Par un mémoire enregistré le 10 février 2016, la commune de Voegtlinshoffen conclut aux mêmes fins et soutient en outre qu'un permis modificatif a été délivré le 9 février 2016 ce qui régularise le vice d'incompétence du signataire du permis litigieux, à le supposer établi, et rend inutile la mise en oeuvre des dispositions de l'article L. 600-5-1 du code de l'urbanisme.

Par un mémoire enregistré le 11 février 2016, la société Loisium Alsace SAS conclut aux mêmes fins et soutient en outre qu'un permis modificatif a été délivré le 9 février 2016 ce qui régularise le vice d'incompétence du signataire du permis litigieux, à le supposer établi.

Par des mémoires enregistrés les 12 et 14 février 2016, l'association N.A.R-T.E.C.S conclut aux mêmes fins et soutient en outre que le moyen tiré de l'incompétence est fondé, qu'aucune régularisation n'est susceptible d'intervenir sur le fondement du permis modificatif du 9 février 2016 qui est lui-même irrégulier et qu'il serait inéquitable de mettre en oeuvre les dispositions de l'article L. 761-1 du code de justice administrative à son encontre en cas de régularisation du permis de construire.

L'association N.A.R-T.E.C.S. a été admise au bénéfice de l'aide juridictionnelle totale par une décision du 25 juin 2015.

Vu les autres pièces du dossier.

Vu :

- le code de l'urbanisme ;

- la loi n° 91-647 du 10 juillet 1991 ;

- le code de justice administrative.

Les parties ont été régulièrement averties du jour de l'audience.

Ont été entendus au cours de l'audience publique :

- le rapport de M. Richard, premier conseiller,

- les conclusions de M. Favret, rapporteur public,

- et les observations de Me E...pour l'association N.A.R-T.E.C.S., Me B...pour la commune de Voegtlinshoffen et Me C...pour la société Loisium Alsace SAS.

Considérant ce qui suit :

1. Par une demande du 24 avril 2009, la société Loisium Alsace SAS a sollicité la délivrance d'un permis de construire en vue d'édifier un hôtel avec spa et centre d'évènements du vin après démolition d'une maison et d'une annexe. La règlementation du plan d'occupation des sols ne permettant pas la réalisation du projet en cause, le conseil municipal de Voegtlinshoffen a, par une délibération du 28 mai 2009, approuvé la révision du plan d'occupation des sols reclassant la zone NC dans laquelle devait être réalisé le projet en zone constructible UL. Le maire de Voegtlinshoffen a ensuite délivré le permis par un arrêté du 5 septembre 2009.

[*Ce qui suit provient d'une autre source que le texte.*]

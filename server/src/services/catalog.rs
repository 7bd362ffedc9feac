use chrono::{SubsecRound, Utc};
use rust_decimal::Decimal;
use tracing::info;
use uuid::Uuid;

use crate::models::{Caller, Category, Event, EventInput, EventSummary, Role};
use crate::services::search::{refine, Availability, SortKey};
use crate::store::{DeleteOutcome, EventFilter, TicketStore};
use crate::utils::error::AppError;

/// Prices are stored as `NUMERIC(10, 2)`.
const PRICE_SCALE: u32 = 2;

pub fn max_price() -> Decimal {
    Decimal::new(9_999_999_999, PRICE_SCALE)
}

/// Event and category management with admin / owning-organizer checks.
pub struct CatalogService<S> {
    store: S,
}

impl<S: TicketStore> CatalogService<S> {
    pub fn new(store: S) -> Self {
        Self { store }
    }

    pub async fn list_categories(&self) -> Result<Vec<Category>, AppError> {
        self.store.list_categories().await
    }

    /// All events, soonest first.
    pub async fn list_events(&self) -> Result<Vec<EventSummary>, AppError> {
        let summaries = self.store.find_event_summaries(&EventFilter::default()).await?;
        Ok(refine(summaries, Availability::Any, SortKey::Date))
    }

    pub async fn get_event(&self, id: Uuid) -> Result<EventSummary, AppError> {
        self.store
            .event_summary(id)
            .await?
            .ok_or_else(|| not_found(id))
    }

    pub async fn create_event(&self, input: EventInput, caller: &Caller) -> Result<Event, AppError> {
        let Some(caller_id) = caller.subject_id() else {
            return Err(AppError::Forbidden("Sign in to create events".to_string()));
        };
        let owner = if caller.has_role(Role::Admin) {
            input.organizer_id.or(Some(caller_id))
        } else if caller.has_role(Role::Organizer) {
            Some(caller_id)
        } else {
            return Err(AppError::Forbidden(
                "Only organizers and admins can create events".to_string(),
            ));
        };

        self.validate(&input).await?;

        let event = Event::from_input(input, owner, Utc::now().trunc_subsecs(6));
        self.store.insert_event(&event).await?;

        info!(event_id = %event.id, organizer_id = ?event.organizer_id, "Event created");
        Ok(event)
    }

    pub async fn update_event(
        &self,
        id: Uuid,
        input: EventInput,
        caller: &Caller,
    ) -> Result<Event, AppError> {
        let mut event = self.store.find_event(id).await?.ok_or_else(|| not_found(id))?;
        ensure_can_manage(&event, caller)?;

        self.validate(&input).await?;

        event.apply(input, Utc::now().trunc_subsecs(6));
        if !self.store.update_event(&event).await? {
            return Err(not_found(id));
        }

        info!(event_id = %id, "Event updated");
        Ok(event)
    }

    /// Refuses to delete events that already have purchases.
    pub async fn delete_event(&self, id: Uuid, caller: &Caller) -> Result<(), AppError> {
        let event = self.store.find_event(id).await?.ok_or_else(|| not_found(id))?;
        ensure_can_manage(&event, caller)?;

        match self.store.delete_event(id).await? {
            DeleteOutcome::Deleted => {
                info!(event_id = %id, "Event deleted");
                Ok(())
            }
            DeleteOutcome::NotFound => Err(not_found(id)),
            DeleteOutcome::HasPurchases(count) => Err(AppError::Conflict(format!(
                "Event has {} purchase(s) and cannot be deleted",
                count
            ))),
        }
    }

    async fn validate(&self, input: &EventInput) -> Result<(), AppError> {
        if input.title.trim().is_empty() {
            return Err(AppError::ValidationError("Title is required".to_string()));
        }
        if input.address.trim().is_empty() {
            return Err(AppError::ValidationError("Address is required".to_string()));
        }
        if input.price < Decimal::ZERO {
            return Err(AppError::ValidationError("Price cannot be negative".to_string()));
        }
        if input.price > max_price() {
            return Err(AppError::ValidationError(format!(
                "Price cannot exceed {}",
                max_price()
            )));
        }
        if input.price.normalize().scale() > PRICE_SCALE {
            return Err(AppError::ValidationError(
                "Price cannot have more than 2 decimal places".to_string(),
            ));
        }
        if input.available_tickets < 0 {
            return Err(AppError::ValidationError(
                "Available tickets cannot be negative".to_string(),
            ));
        }
        if !self.store.category_exists(input.category_id).await? {
            return Err(AppError::ValidationError(format!(
                "Category {} does not exist",
                input.category_id
            )));
        }
        Ok(())
    }
}

fn not_found(id: Uuid) -> AppError {
    AppError::NotFound(format!("Event '{}' was not found", id))
}

fn ensure_can_manage(event: &Event, caller: &Caller) -> Result<(), AppError> {
    if caller.can_manage_event(event.organizer_id) {
        Ok(())
    } else {
        Err(AppError::Forbidden(
            "You are not allowed to manage this event".to_string(),
        ))
    }
}

#[cfg(test)]
mod tests {
    use super::*;
    use crate::models::{Identity, PurchaseDraft};
    use crate::store::InMemoryTicketStore;
    use chrono::{DateTime, Duration};

    fn caller(roles: Vec<Role>) -> Caller {
        Caller::User(Identity {
            subject_id: Uuid::new_v4(),
            roles,
            display_name: None,
            email: None,
        })
    }

    fn input(start_at: DateTime<Utc>) -> EventInput {
        EventInput {
            title: "  Autumn Arts Festival ".to_string(),
            description: Some("Live painting".to_string()),
            start_at,
            price: Decimal::new(1000, 2),
            available_tickets: 400,
            address: "Waterfront Campus".to_string(),
            image_path: None,
            category_id: 6,
            organizer_id: None,
        }
    }

    fn service() -> (CatalogService<InMemoryTicketStore>, InMemoryTicketStore) {
        let store = InMemoryTicketStore::with_categories([Category {
            id: 6,
            name: "Arts & Culture".to_string(),
            description: None,
        }]);
        (CatalogService::new(store.clone()), store)
    }

    #[tokio::test]
    async fn test_organizer_owns_created_event() {
        let (service, _) = service();
        let organizer = caller(vec![Role::Organizer]);

        let event = service
            .create_event(input(Utc::now() + Duration::days(10)), &organizer)
            .await
            .unwrap();

        assert_eq!(event.title, "Autumn Arts Festival");
        assert_eq!(event.organizer_id, organizer.subject_id());
    }

    #[tokio::test]
    async fn test_attendees_and_anonymous_cannot_create() {
        let (service, _) = service();
        for who in [caller(vec![Role::Attendee]), Caller::Anonymous] {
            let err = service.create_event(input(Utc::now()), &who).await.unwrap_err();
            assert!(matches!(err, AppError::Forbidden(_)));
        }
    }

    #[tokio::test]
    async fn test_invalid_input_is_rejected() {
        let (service, _) = service();
        let admin = caller(vec![Role::Admin]);

        let mut bad_price = input(Utc::now());
        bad_price.price = Decimal::new(-1, 0);
        assert!(matches!(
            service.create_event(bad_price, &admin).await,
            Err(AppError::ValidationError(_))
        ));

        let mut too_expensive = input(Utc::now());
        too_expensive.price = max_price() + Decimal::new(1, 2);
        assert!(matches!(
            service.create_event(too_expensive, &admin).await,
            Err(AppError::ValidationError(_))
        ));

        let mut fractional_cents = input(Utc::now());
        fractional_cents.price = Decimal::new(10005, 3);
        assert!(matches!(
            service.create_event(fractional_cents, &admin).await,
            Err(AppError::ValidationError(_))
        ));

        let mut trailing_zero = input(Utc::now());
        trailing_zero.price = Decimal::new(10500, 3);
        assert!(service.create_event(trailing_zero, &admin).await.is_ok());

        let mut bad_category = input(Utc::now());
        bad_category.category_id = 99;
        assert!(matches!(
            service.create_event(bad_category, &admin).await,
            Err(AppError::ValidationError(_))
        ));
    }

    #[tokio::test]
    async fn test_only_owner_or_admin_can_edit() {
        let (service, _) = service();
        let owner = caller(vec![Role::Organizer]);
        let event = service.create_event(input(Utc::now()), &owner).await.unwrap();

        let stranger = caller(vec![Role::Organizer]);
        let err = service
            .update_event(event.id, input(Utc::now()), &stranger)
            .await
            .unwrap_err();
        assert!(matches!(err, AppError::Forbidden(_)));

        let mut edit = input(Utc::now());
        edit.available_tickets = 10;
        let updated = service
            .update_event(event.id, edit, &caller(vec![Role::Admin]))
            .await
            .unwrap();
        assert_eq!(updated.available_tickets, 10);
        assert_eq!(updated.organizer_id, owner.subject_id());
    }

    #[tokio::test]
    async fn test_delete_is_blocked_by_purchases() {
        let (service, store) = service();
        let owner = caller(vec![Role::Organizer]);
        let event = service.create_event(input(Utc::now()), &owner).await.unwrap();

        let draft = PurchaseDraft {
            event_id: event.id,
            quantity: 1,
            guest_name: "G".to_string(),
            guest_email: "g@x.com".to_string(),
            attendee_id: None,
        };
        store.commit_purchase(draft, Utc::now()).await.unwrap();

        let err = service.delete_event(event.id, &owner).await.unwrap_err();
        assert!(matches!(err, AppError::Conflict(_)));
        assert!(service.get_event(event.id).await.is_ok());
    }

    #[tokio::test]
    async fn test_delete_unsold_event() {
        let (service, _) = service();
        let owner = caller(vec![Role::Organizer]);
        let event = service.create_event(input(Utc::now()), &owner).await.unwrap();

        service.delete_event(event.id, &owner).await.unwrap();
        assert!(matches!(service.get_event(event.id).await, Err(AppError::NotFound(_))));
    }
}
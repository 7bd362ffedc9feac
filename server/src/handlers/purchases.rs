use axum::extract::rejection::{JsonRejection, PathRejection};
use axum::extract::{Path, State};
use axum::response::Response;
use axum::Json;
use serde::Deserialize;
use uuid::Uuid;

use crate::models::Caller;
use crate::services::PurchaseRequest;
use crate::state::AppState;
use crate::utils::error::AppError;
use crate::utils::response::{created, success};

#[derive(Debug, Deserialize)]
pub struct RatingRequest {
    pub rating: i32,
}

pub async fn submit_purchase(
    State(state): State<AppState>,
    event_id: Result<Path<Uuid>, PathRejection>,
    caller: Caller,
    request: Result<Json<PurchaseRequest>, JsonRejection>,
) -> Result<Response, AppError> {
    let Path(event_id) = event_id?;
    let Json(request) = request?;
    let purchase = state.purchases.submit(event_id, request, &caller).await?;
    Ok(created(purchase, "Purchase confirmed"))
}

pub async fn get_purchase(
    State(state): State<AppState>,
    purchase_id: Result<Path<Uuid>, PathRejection>,
) -> Result<Response, AppError> {
    let Path(purchase_id) = purchase_id?;
    let details = state.purchases.get_purchase(purchase_id).await?;
    Ok(success(details, "Purchase retrieved"))
}

pub async fn my_purchases(
    State(state): State<AppState>,
    caller: Caller,
) -> Result<Response, AppError> {
    let purchases = state.purchases.purchases_for_caller(&caller).await?;
    Ok(success(purchases, "Purchases retrieved"))
}

pub async fn list_purchases(
    State(state): State<AppState>,
    caller: Caller,
) -> Result<Response, AppError> {
    let purchases = state.purchases.list_purchases(&caller).await?;
    Ok(success(purchases, "Purchases retrieved"))
}

pub async fn rate_purchase(
    State(state): State<AppState>,
    purchase_id: Result<Path<Uuid>, PathRejection>,
    caller: Caller,
    request: Result<Json<RatingRequest>, JsonRejection>,
) -> Result<Response, AppError> {
    let Path(purchase_id) = purchase_id?;
    let Json(request) = request?;
    let purchase = state
        .ratings
        .rate(purchase_id, request.rating, &caller)
        .await?;
    Ok(success(purchase, "Rating saved"))
}
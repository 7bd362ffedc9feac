use chrono::{DateTime, Utc};
use rust_decimal::Decimal;
use sqlx::postgres::{PgPool, PgPoolOptions};
use sqlx::{FromRow, Postgres, QueryBuilder};
use uuid::Uuid;

use super::{DeleteOutcome, EventFilter, TicketStore};
use crate::models::{Category, CommitOutcome, Event, EventSummary, Purchase, PurchaseDraft};
use crate::services::inventory;
use crate::utils::error::AppError;

const EVENT_COLUMNS: &str = "e.id, e.title, e.description, e.start_at, e.price, \
     e.available_tickets, e.address, e.image_path, e.category_id, e.organizer_id, \
     e.created_at, e.updated_at";

const PURCHASE_COLUMNS: &str = "id, event_id, quantity, total_cost, purchased_at, \
     guest_name, guest_email, attendee_id, rating";

#[derive(FromRow)]
struct EventSummaryRow {
    #[sqlx(flatten)]
    event: Event,
    tickets_sold: i64,
}

impl From<EventSummaryRow> for EventSummary {
    fn from(row: EventSummaryRow) -> Self {
        inventory::summarize(row.event, row.tickets_sold)
    }
}

/// PostgreSQL-backed store.
///
/// Purchases lock the event row (`SELECT ... FOR UPDATE`) for the duration
/// of the sum-and-insert transaction, so concurrent buyers of one event
/// queue on that row while other events are unaffected.
#[derive(Clone)]
pub struct PgTicketStore {
    pool: PgPool,
}

impl PgTicketStore {
    pub fn new(pool: PgPool) -> Self {
        Self { pool }
    }

    pub async fn connect(database_url: &str, max_connections: u32) -> Result<Self, AppError> {
        let pool = PgPoolOptions::new()
            .max_connections(max_connections)
            .connect(database_url)
            .await?;
        Ok(Self::new(pool))
    }

    pub async fn migrate(&self) -> Result<(), AppError> {
        sqlx::migrate!()
            .run(&self.pool)
            .await
            .map_err(|e| AppError::InternalServerError(format!("migration failed: {}", e)))
    }

    fn summary_query(filter: &EventFilter) -> QueryBuilder<'static, Postgres> {
        let mut query = QueryBuilder::new(format!(
            "SELECT {}, COALESCE(SUM(p.quantity), 0)::BIGINT AS tickets_sold \
             FROM events e LEFT JOIN purchases p ON p.event_id = e.id WHERE TRUE",
            EVENT_COLUMNS
        ));

        if let Some(text) = &filter.text {
            let pattern = format!("%{}%", escape_like(text));
            query
                .push(" AND (LOWER(e.title) LIKE ")
                .push_bind(pattern.clone())
                .push(" OR LOWER(COALESCE(e.description, '')) LIKE ")
                .push_bind(pattern)
                .push(")");
        }
        if let Some(category_id) = filter.category_id {
            query.push(" AND e.category_id = ").push_bind(category_id);
        }
        if let Some(from) = filter.starts_from {
            query.push(" AND e.start_at >= ").push_bind(from);
        }
        if let Some(until) = filter.starts_until {
            query.push(" AND e.start_at <= ").push_bind(until);
        }

        query.push(" GROUP BY e.id");
        query
    }
}

fn escape_like(text: &str) -> String {
    let mut escaped = String::with_capacity(text.len());
    for c in text.chars() {
        if matches!(c, '%' | '_' | '\\') {
            escaped.push('\\');
        }
        escaped.push(c);
    }
    escaped
}

impl TicketStore for PgTicketStore {
    async fn list_categories(&self) -> Result<Vec<Category>, AppError> {
        let categories =
            sqlx::query_as::<_, Category>("SELECT id, name, description FROM categories ORDER BY name")
                .fetch_all(&self.pool)
                .await?;
        Ok(categories)
    }

    async fn category_exists(&self, id: i32) -> Result<bool, AppError> {
        let exists: bool =
            sqlx::query_scalar("SELECT EXISTS (SELECT 1 FROM categories WHERE id = $1)")
                .bind(id)
                .fetch_one(&self.pool)
                .await?;
        Ok(exists)
    }

    async fn find_event(&self, id: Uuid) -> Result<Option<Event>, AppError> {
        let event = sqlx::query_as::<_, Event>(&format!(
            "SELECT {} FROM events e WHERE e.id = $1",
            EVENT_COLUMNS
        ))
        .bind(id)
        .fetch_optional(&self.pool)
        .await?;
        Ok(event)
    }

    async fn event_summary(&self, id: Uuid) -> Result<Option<EventSummary>, AppError> {
        let row = sqlx::query_as::<_, EventSummaryRow>(&format!(
            "SELECT {}, COALESCE(SUM(p.quantity), 0)::BIGINT AS tickets_sold \
             FROM events e LEFT JOIN purchases p ON p.event_id = e.id \
             WHERE e.id = $1 GROUP BY e.id",
            EVENT_COLUMNS
        ))
        .bind(id)
        .fetch_optional(&self.pool)
        .await?;
        Ok(row.map(EventSummary::from))
    }

    async fn find_event_summaries(
        &self,
        filter: &EventFilter,
    ) -> Result<Vec<EventSummary>, AppError> {
        let rows = Self::summary_query(filter)
            .build_query_as::<EventSummaryRow>()
            .fetch_all(&self.pool)
            .await?;
        Ok(rows.into_iter().map(EventSummary::from).collect())
    }

    async fn insert_event(&self, event: &Event) -> Result<(), AppError> {
        sqlx::query(
            "INSERT INTO events (id, title, description, start_at, price, available_tickets, \
             address, image_path, category_id, organizer_id, created_at, updated_at) \
             VALUES ($1, $2, $3, $4, $5, $6, $7, $8, $9, $10, $11, $12)",
        )
        .bind(event.id)
        .bind(&event.title)
        .bind(&event.description)
        .bind(event.start_at)
        .bind(event.price)
        .bind(event.available_tickets)
        .bind(&event.address)
        .bind(&event.image_path)
        .bind(event.category_id)
        .bind(event.organizer_id)
        .bind(event.created_at)
        .bind(event.updated_at)
        .execute(&self.pool)
        .await?;
        Ok(())
    }

    async fn update_event(&self, event: &Event) -> Result<bool, AppError> {
        let result = sqlx::query(
            "UPDATE events SET title = $2, description = $3, start_at = $4, price = $5, \
             available_tickets = $6, address = $7, image_path = $8, category_id = $9, \
             updated_at = $10 WHERE id = $1",
        )
        .bind(event.id)
        .bind(&event.title)
        .bind(&event.description)
        .bind(event.start_at)
        .bind(event.price)
        .bind(event.available_tickets)
        .bind(&event.address)
        .bind(&event.image_path)
        .bind(event.category_id)
        .bind(event.updated_at)
        .execute(&self.pool)
        .await?;
        Ok(result.rows_affected() == 1)
    }

    async fn delete_event(&self, id: Uuid) -> Result<DeleteOutcome, AppError> {
        let mut tx = self.pool.begin().await?;

        let locked: Option<Uuid> = sqlx::query_scalar("SELECT id FROM events WHERE id = $1 FOR UPDATE")
            .bind(id)
            .fetch_optional(&mut *tx)
            .await?;
        if locked.is_none() {
            tx.rollback().await?;
            return Ok(DeleteOutcome::NotFound);
        }

        let referencing: i64 = sqlx::query_scalar("SELECT COUNT(*) FROM purchases WHERE event_id = $1")
            .bind(id)
            .fetch_one(&mut *tx)
            .await?;
        if referencing > 0 {
            tx.rollback().await?;
            return Ok(DeleteOutcome::HasPurchases(referencing));
        }

        sqlx::query("DELETE FROM events WHERE id = $1")
            .bind(id)
            .execute(&mut *tx)
            .await?;
        tx.commit().await?;
        Ok(DeleteOutcome::Deleted)
    }

    async fn commit_purchase(
        &self,
        draft: PurchaseDraft,
        now: DateTime<Utc>,
    ) -> Result<CommitOutcome, AppError> {
        // Dropping `tx` on any early return or cancelled future rolls back.
        let mut tx = self.pool.begin().await?;

        let locked: Option<(Decimal, i32)> = sqlx::query_as(
            "SELECT price, available_tickets FROM events WHERE id = $1 FOR UPDATE",
        )
        .bind(draft.event_id)
        .fetch_optional(&mut *tx)
        .await?;

        let Some((price, available_tickets)) = locked else {
            tx.rollback().await?;
            return Ok(CommitOutcome::EventMissing);
        };

        let sold: i64 = sqlx::query_scalar(
            "SELECT COALESCE(SUM(quantity), 0)::BIGINT FROM purchases WHERE event_id = $1",
        )
        .bind(draft.event_id)
        .fetch_one(&mut *tx)
        .await?;

        let remaining = inventory::remaining(available_tickets, sold);
        if i64::from(draft.quantity) > remaining {
            tx.rollback().await?;
            return Ok(CommitOutcome::Insufficient { remaining });
        }

        let purchase = draft.into_purchase(price, now);
        sqlx::query(
            "INSERT INTO purchases (id, event_id, quantity, total_cost, purchased_at, \
             guest_name, guest_email, attendee_id, rating) \
             VALUES ($1, $2, $3, $4, $5, $6, $7, $8, NULL)",
        )
        .bind(purchase.id)
        .bind(purchase.event_id)
        .bind(purchase.quantity)
        .bind(purchase.total_cost)
        .bind(purchase.purchased_at)
        .bind(&purchase.guest_name)
        .bind(&purchase.guest_email)
        .bind(purchase.attendee_id)
        .execute(&mut *tx)
        .await?;

        tx.commit().await?;
        Ok(CommitOutcome::Committed(purchase))
    }

    async fn find_purchase(&self, id: Uuid) -> Result<Option<Purchase>, AppError> {
        let purchase = sqlx::query_as::<_, Purchase>(&format!(
            "SELECT {} FROM purchases WHERE id = $1",
            PURCHASE_COLUMNS
        ))
        .bind(id)
        .fetch_optional(&self.pool)
        .await?;
        Ok(purchase)
    }

    async fn set_rating(&self, id: Uuid, rating: i16) -> Result<Option<Purchase>, AppError> {
        let purchase = sqlx::query_as::<_, Purchase>(&format!(
            "UPDATE purchases SET rating = $2 WHERE id = $1 RETURNING {}",
            PURCHASE_COLUMNS
        ))
        .bind(id)
        .bind(rating)
        .fetch_optional(&self.pool)
        .await?;
        Ok(purchase)
    }

    async fn purchases_for_attendee(&self, attendee_id: Uuid) -> Result<Vec<Purchase>, AppError> {
        let purchases = sqlx::query_as::<_, Purchase>(&format!(
            "SELECT {} FROM purchases WHERE attendee_id = $1 ORDER BY purchased_at DESC",
            PURCHASE_COLUMNS
        ))
        .bind(attendee_id)
        .fetch_all(&self.pool)
        .await?;
        Ok(purchases)
    }

    async fn list_purchases(&self) -> Result<Vec<Purchase>, AppError> {
        let purchases = sqlx::query_as::<_, Purchase>(&format!(
            "SELECT {} FROM purchases ORDER BY purchased_at DESC",
            PURCHASE_COLUMNS
        ))
        .fetch_all(&self.pool)
        .await?;
        Ok(purchases)
    }
}
use dotenvy::dotenv;
use tokio::net::TcpListener;
use tracing_subscriber::EnvFilter;

use ticketing_server::config::{Config, StoreBackend};
use ticketing_server::models::Category;
use ticketing_server::routes::create_routes;
use ticketing_server::services::AnyNotifier;
use ticketing_server::state::AppState;
use ticketing_server::store::{AnyStore, InMemoryTicketStore, PgTicketStore};

const DEFAULT_LOG_FILTER: &str = "ticketing_server=debug,tower_http=info";

#[tokio::main]
async fn main() -> Result<(), Box<dyn std::error::Error>> {
    dotenv().ok();
    tracing_subscriber::fmt()
        .with_env_filter(
            EnvFilter::try_from_default_env().unwrap_or_else(|_| EnvFilter::new(DEFAULT_LOG_FILTER)),
        )
        .init();

    let config = Config::from_env();

    let store = match config.store_backend {
        StoreBackend::Postgres => {
            let store = PgTicketStore::connect(&config.database_url, config.max_connections).await?;
            tracing::info!("Successfully connected to database");

            store.migrate().await?;
            tracing::info!("Migrations run successfully");
            AnyStore::Postgres(store)
        }
        StoreBackend::Memory => {
            tracing::warn!("Using in-memory store, data is lost on shutdown");
            AnyStore::Memory(InMemoryTicketStore::with_categories(Category::defaults()))
        }
    };

    let notifier = AnyNotifier::from_settings(config.email.as_ref())?;
    if matches!(notifier, AnyNotifier::Log(_)) {
        tracing::info!("SMTP not configured, confirmation emails will only be logged");
    }

    let app = create_routes(AppState::new(store, notifier), &config);

    let listener = TcpListener::bind(config.bind_addr).await?;
    tracing::info!("Server running at http://{}", config.bind_addr);

    axum::serve(listener, app).await?;
    Ok(())
}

2. Par un jugement du 23 juin 2010 qui n'a pas été frappé d'appel, le tribunal administratif de Strasbourg a annulé cet arrêté à la demande de l'association N.A.R-T.E.C.S. et de l'association Paysages d'Alsace au motif que le maire de Voegtlinshoffen était intéressé à la délivrance du permis litigieux et qu'il n'était donc pas compétent pour délivrer le permis de construire demandé compte tenu des dispositions de l'article L. 422-7 du code de l'urbanisme.

3. Par un jugement distinct du même jour, le tribunal administratif de Strasbourg a rejeté la demande des associations tendant à l'annulation de la délibération du 28 mai 2009 approuvant la révision du plan d'occupation des sols.

4. Par un arrêt n° 10NC01377 du 30 juin 2011, la cour administrative d'appel de Nancy, sur requête de l'association Paysages d'Alsace et de l'association Nature Aménagement Réfléchi Territoire Environnement Culture Sauvegardés (N.A.R-T.E.C.S.), a annulé ce jugement ainsi que la délibération du 28 mai 2009 au motif que le maire de Voegtlinshoffen et une conseillère municipale étaient personnellement intéressés à la délibération. Cet arrêt ayant été annulé par une décision du Conseil d'Etat du 26 octobre 2012, la cour administrative d'appel de Nancy a, par un arrêt du 23 juin 2014 n° 12NC01788 devenu définitif à la suite du rejet du pourvoi en cassation formé à son encontre, rejeté les conclusions dirigées contre la délibération du 28 mai 2009 portant révision simplifiée du plan d'occupation des sols. Aux termes de son arrêt, la cour a notamment écarté le moyen tiré de la méconnaissance des dispositions de l'article L. 2131-11 du code général des collectivités territoriales et de l'article L. 2541-17 du même code spécifiquement applicables dans les communes des départements de la Moselle, du Bas-Rhin et du Haut-Rhin qui prévoient que la participation de membres d'un conseil municipal aux délibérations relatives aux affaires dans lesquelles ils sont intéressés à titre personnel ou comme mandataires et sur l'adoption desquelles ils ont eu une influence, entache ces délibérations d'illégalité.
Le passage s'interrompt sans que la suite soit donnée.